//! Configuration for statetree
//!
//! Run metadata and launch parameters. The values seed the `/this` branch
//! of a freshly built state tree.

use std::collections::BTreeMap;
use std::path::PathBuf;

/// Main configuration for a state store instance
#[derive(Debug, Clone)]
pub struct Config {
    // -------------------------------------------------------------------------
    // Run Metadata
    // -------------------------------------------------------------------------
    /// Service name, stored at `/this/name`
    pub name: String,

    /// Service version, stored at `/this/version`
    pub version: String,

    /// Free-form description, stored at `/this/desc`
    pub desc: String,

    /// Diagnostic verbosity, stored at `/this/verbosity`
    pub verbosity: u8,

    // -------------------------------------------------------------------------
    // File Configuration
    // -------------------------------------------------------------------------
    /// Directory the tree is dumped into for debugging (created on open)
    pub debug_to_dir: Option<PathBuf>,

    /// JSON snapshot to initialize from; replaces the default skeleton
    pub config_file_load: Option<PathBuf>,

    /// JSON snapshot to write the state to on save
    pub config_file_save: Option<PathBuf>,

    // -------------------------------------------------------------------------
    // Launch Parameters
    // -------------------------------------------------------------------------
    /// Extra launch parameters, stored verbatim under `/this/args`
    pub args: BTreeMap<String, String>,
}

impl Default for Config {
    fn default() -> Self {
        Self {
            name: "statetree".to_string(),
            version: crate::VERSION.to_string(),
            desc: String::new(),
            verbosity: 0,
            debug_to_dir: None,
            config_file_load: None,
            config_file_save: None,
            args: BTreeMap::new(),
        }
    }
}

impl Config {
    /// Create a new config builder
    pub fn builder() -> ConfigBuilder {
        ConfigBuilder::default()
    }

    /// Every launch parameter rendered as strings.
    ///
    /// Named settings keep their `str_` keys; extra args never shadow them.
    pub fn launch_args(&self) -> BTreeMap<String, String> {
        let mut args = BTreeMap::new();
        args.insert("verbosity".to_string(), self.verbosity.to_string());
        args.insert("str_desc".to_string(), self.desc.clone());
        args.insert("str_debugToDir".to_string(), path_string(&self.debug_to_dir));
        args.insert("str_configFileLoad".to_string(), path_string(&self.config_file_load));
        args.insert("str_configFileSave".to_string(), path_string(&self.config_file_save));
        for (key, value) in &self.args {
            args.entry(key.clone()).or_insert_with(|| value.clone());
        }
        args
    }
}

/// Render an optional path the way the tree stores it (empty when unset)
pub(crate) fn path_string(path: &Option<PathBuf>) -> String {
    path.as_ref()
        .map(|p| p.to_string_lossy().into_owned())
        .unwrap_or_default()
}

/// Builder for Config
#[derive(Default)]
pub struct ConfigBuilder {
    config: Config,
}

impl ConfigBuilder {
    /// Set the service name
    pub fn name(mut self, name: impl Into<String>) -> Self {
        self.config.name = name.into();
        self
    }

    /// Set the service version
    pub fn version(mut self, version: impl Into<String>) -> Self {
        self.config.version = version.into();
        self
    }

    /// Set the description
    pub fn desc(mut self, desc: impl Into<String>) -> Self {
        self.config.desc = desc.into();
        self
    }

    /// Set the verbosity level
    pub fn verbosity(mut self, verbosity: u8) -> Self {
        self.config.verbosity = verbosity;
        self
    }

    /// Set the debug dump directory
    pub fn debug_to_dir(mut self, path: impl Into<PathBuf>) -> Self {
        self.config.debug_to_dir = Some(path.into());
        self
    }

    /// Set the snapshot to load on open
    pub fn config_file_load(mut self, path: impl Into<PathBuf>) -> Self {
        self.config.config_file_load = Some(path.into());
        self
    }

    /// Set the snapshot to write on save
    pub fn config_file_save(mut self, path: impl Into<PathBuf>) -> Self {
        self.config.config_file_save = Some(path.into());
        self
    }

    /// Add one extra launch parameter
    pub fn arg(mut self, key: impl Into<String>, value: impl Into<String>) -> Self {
        self.config.args.insert(key.into(), value.into());
        self
    }

    pub fn build(self) -> Config {
        self.config
    }
}
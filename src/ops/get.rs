//! `get` operation

use serde_json::{Map, Value};

use crate::error::Result;
use crate::tree::Tree;

/// Read `var` from the tree.
///
/// A directory comes back as a nested mapping of its contents (re-rooted at
/// `/`); a leaf comes back as `{var: value}`. Missing paths are
/// `PathNotFound`.
pub fn get(tree: &Tree, var: &str) -> Result<Map<String, Value>> {
    if tree.is_dir(var) {
        let copy = tree.subtree(var)?;
        tracing::debug!("get {}: directory with {} entries", var, copy.root().len());
        return Ok(copy.root().to_map());
    }

    let value = tree.cat(var)?;
    tracing::debug!("get {}: leaf", var);

    let mut ret = Map::new();
    ret.insert(var.to_string(), Value::String(value));
    Ok(ret)
}
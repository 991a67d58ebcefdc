//! Request Dispatcher
//!
//! Turns a raw request object into a response envelope. Nothing fails past
//! this point: every error becomes `status: false`, with the reason logged.

use std::sync::Arc;

use serde_json::{Map, Value};

use crate::error::StateError;
use crate::protocol::{Operator, Response, VarRequest, ACTION_INTERNALCTL};
use crate::state::StateStore;

/// Routes `internalctl` requests to a shared [`StateStore`]
#[derive(Clone)]
pub struct Dispatcher {
    store: Arc<StateStore>,
}

impl Dispatcher {
    pub fn new(store: Arc<StateStore>) -> Self {
        Self { store }
    }

    /// Process one request
    ///
    /// - empty or absent request → `{status: false}` (no `d_ret`)
    /// - invalid request or failed operation → `{status: false, d_ret: {}}`
    /// - otherwise → `{status: true, d_ret: <result>}`
    pub fn process(&self, request: &Value) -> Response {
        if is_empty(request) {
            tracing::debug!("Empty request");
            return Response::bare();
        }

        let request = match VarRequest::from_request(request) {
            Ok(request) => request,
            Err(e) => {
                tracing::warn!("Rejected request: {}", e);
                return Response::failed();
            }
        };

        tracing::trace!("Dispatching {:?}", request);

        match self.store.execute(&request) {
            Ok(d_ret) => Response::ok(d_ret),
            Err(e @ (StateError::PathNotFound(_) | StateError::NotALeaf(_))) => {
                tracing::debug!("{} on {}: {}", operator_name(&request), request.var, e);
                Response::failed()
            }
            Err(e) => {
                tracing::warn!("{} on {} failed: {}", operator_name(&request), request.var, e);
                Response::failed()
            }
        }
    }

    /// Get the underlying store
    pub fn store(&self) -> &Arc<StateStore> {
        &self.store
    }
}

fn is_empty(request: &Value) -> bool {
    match request {
        Value::Null => true,
        Value::Object(map) => map.is_empty(),
        _ => false,
    }
}

fn operator_name(request: &VarRequest) -> &'static str {
    match request.op {
        Operator::Get => "get",
        Operator::Set(_) => "set",
        Operator::ValueReplace(_) => "valueReplace",
    }
}

/// Build an `internalctl` request object around a `meta` mapping
pub fn internalctl(meta: Map<String, Value>) -> Value {
    let mut request = Map::new();
    request.insert(
        "action".to_string(),
        Value::String(ACTION_INTERNALCTL.to_string()),
    );
    request.insert("meta".to_string(), Value::Object(meta));
    Value::Object(request)
}
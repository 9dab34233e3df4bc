//! Request types for the rate engine API.
//!
//! Numeric form values arrive as [`FormValue`]s so the engine can accept
//! what a form actually posts (text or JSON numbers) and validate it.

use chrono::NaiveDate;
use rust_decimal::Decimal;
use serde::{Deserialize, Serialize};

use crate::calculation::{CalculatorInputs, FormValue};
use crate::error::EngineResult;
use crate::models::{ArrangementKey, ResourceAssignment, ResourceType};

/// Request body for `POST /rates/resolve`.
///
/// Labels are matched the way the UI sends them: an unknown arrangement
/// resolves to no rate, an unknown resource type inherits the day rate.
#[derive(Debug, Clone, Serialize, Deserialize)]
pub struct ResolveRateRequest {
    /// Role name on the rate card.
    pub role: String,
    /// Arrangement label or key.
    pub work_arrangement: String,
    /// Resource type label ("CIR", "ACR", "Reference").
    #[serde(default)]
    pub resource_type: String,
}

/// Request body for `POST /calculator`.
///
/// Omitted inputs take the calculator's defaults.
#[derive(Debug, Clone, Default, Serialize, Deserialize)]
#[serde(default)]
pub struct CalculatorRequest {
    /// Day rate submitted to the client.
    pub submitted_day_rate: Option<FormValue>,
    /// MCIR/CRM amount.
    pub mcir_crm: Option<FormValue>,
    /// Near-delivery amount.
    pub near_delivery: Option<FormValue>,
    /// Seven amount.
    pub seven: Option<FormValue>,
    /// DAB amount.
    pub dab: Option<FormValue>,
    /// Spectrum rate.
    pub spectrum: Option<FormValue>,
    /// WB amount.
    pub wb: Option<FormValue>,
    /// BAU amount.
    pub bau: Option<FormValue>,
}

fn amount_or(value: &Option<FormValue>, field: &str, default: Decimal) -> EngineResult<Decimal> {
    match value {
        Some(value) => value.to_amount(field),
        None => Ok(default),
    }
}

impl CalculatorRequest {
    /// Validates every supplied input and fills in defaults for the rest.
    ///
    /// # Errors
    ///
    /// Returns `ValidationError` for a blank, non-numeric or non-finite input.
    pub fn into_inputs(self) -> EngineResult<CalculatorInputs> {
        let defaults = CalculatorInputs::default();
        Ok(CalculatorInputs {
            submitted_day_rate: amount_or(
                &self.submitted_day_rate,
                "submitted_day_rate",
                defaults.submitted_day_rate,
            )?,
            mcir_crm: amount_or(&self.mcir_crm, "mcir_crm", defaults.mcir_crm)?,
            near_delivery: amount_or(&self.near_delivery, "near_delivery", defaults.near_delivery)?,
            seven: amount_or(&self.seven, "seven", defaults.seven)?,
            dab: amount_or(&self.dab, "dab", defaults.dab)?,
            spectrum: amount_or(&self.spectrum, "spectrum", defaults.spectrum)?,
            wb: amount_or(&self.wb, "wb", defaults.wb)?,
            bau: amount_or(&self.bau, "bau", defaults.bau)?,
        })
    }
}

/// Request body for `POST /resources/cost`: the assignment step of the
/// resource form.
#[derive(Debug, Clone, Serialize, Deserialize)]
pub struct CostResourceRequest {
    /// Project the resource is assigned to.
    #[serde(default)]
    pub project: String,
    /// Role name on the rate card.
    pub role: String,
    /// Arrangement label or key. Blank means none chosen.
    #[serde(default)]
    pub work_arrangement: Option<String>,
    /// Resource type label. Blank means none chosen.
    #[serde(default)]
    pub resource_type: Option<String>,
    /// Manually entered daily rate. Blank means inherit.
    #[serde(default)]
    pub daily_rate: Option<FormValue>,
    /// Number of billable days.
    pub working_days: FormValue,
    /// Assignment start date.
    pub start_date: NaiveDate,
    /// Assignment end date.
    pub end_date: NaiveDate,
    /// Free-text skills.
    #[serde(default)]
    pub skills: String,
}

fn non_blank(value: &Option<String>) -> Option<&str> {
    value.as_deref().map(str::trim).filter(|v| !v.is_empty())
}

impl CostResourceRequest {
    /// Validates the form and converts it to a [`ResourceAssignment`].
    ///
    /// # Errors
    ///
    /// Returns `UnknownArrangement` for an arrangement label that is not one
    /// of the six, and `ValidationError` for bad numbers.
    pub fn into_assignment(self) -> EngineResult<ResourceAssignment> {
        let work_arrangement = non_blank(&self.work_arrangement)
            .map(str::parse::<ArrangementKey>)
            .transpose()?;
        let resource_type = non_blank(&self.resource_type).and_then(ResourceType::from_label);
        let daily_rate = match &self.daily_rate {
            Some(value) => value.to_optional_amount("daily_rate")?,
            None => None,
        };
        let working_days = self.working_days.to_amount("working_days")?;

        Ok(ResourceAssignment {
            project: self.project,
            role: self.role,
            work_arrangement,
            resource_type,
            daily_rate,
            working_days,
            start_date: self.start_date,
            end_date: self.end_date,
            skills: self.skills,
        })
    }
}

**Task to complete**
Print, exactly as written, the first line of the records above and each line after it until the line with "Diagnostic verbosity, stored", which is printed too.

**Response for this exercise**
//! Configuration for statetree
//!
//! Run metadata and launch parameters. The values seed the `/this` branch
//! of a freshly built state tree.

use std::collections::BTreeMap;
use std::path::PathBuf;

/// Main configuration for a state store instance
#[derive(Debug, Clone)]
pub struct Config {
    // -------------------------------------------------------------------------
    // Run Metadata
    // -------------------------------------------------------------------------
    /// Service name, stored at `/this/name`
    pub name: String,

    /// Service version, stored at `/this/version`
    pub version: String,

    /// Free-form description, stored at `/this/desc`
    pub desc: String,

    /// Diagnostic verbosity, stored at `/this/verbosity`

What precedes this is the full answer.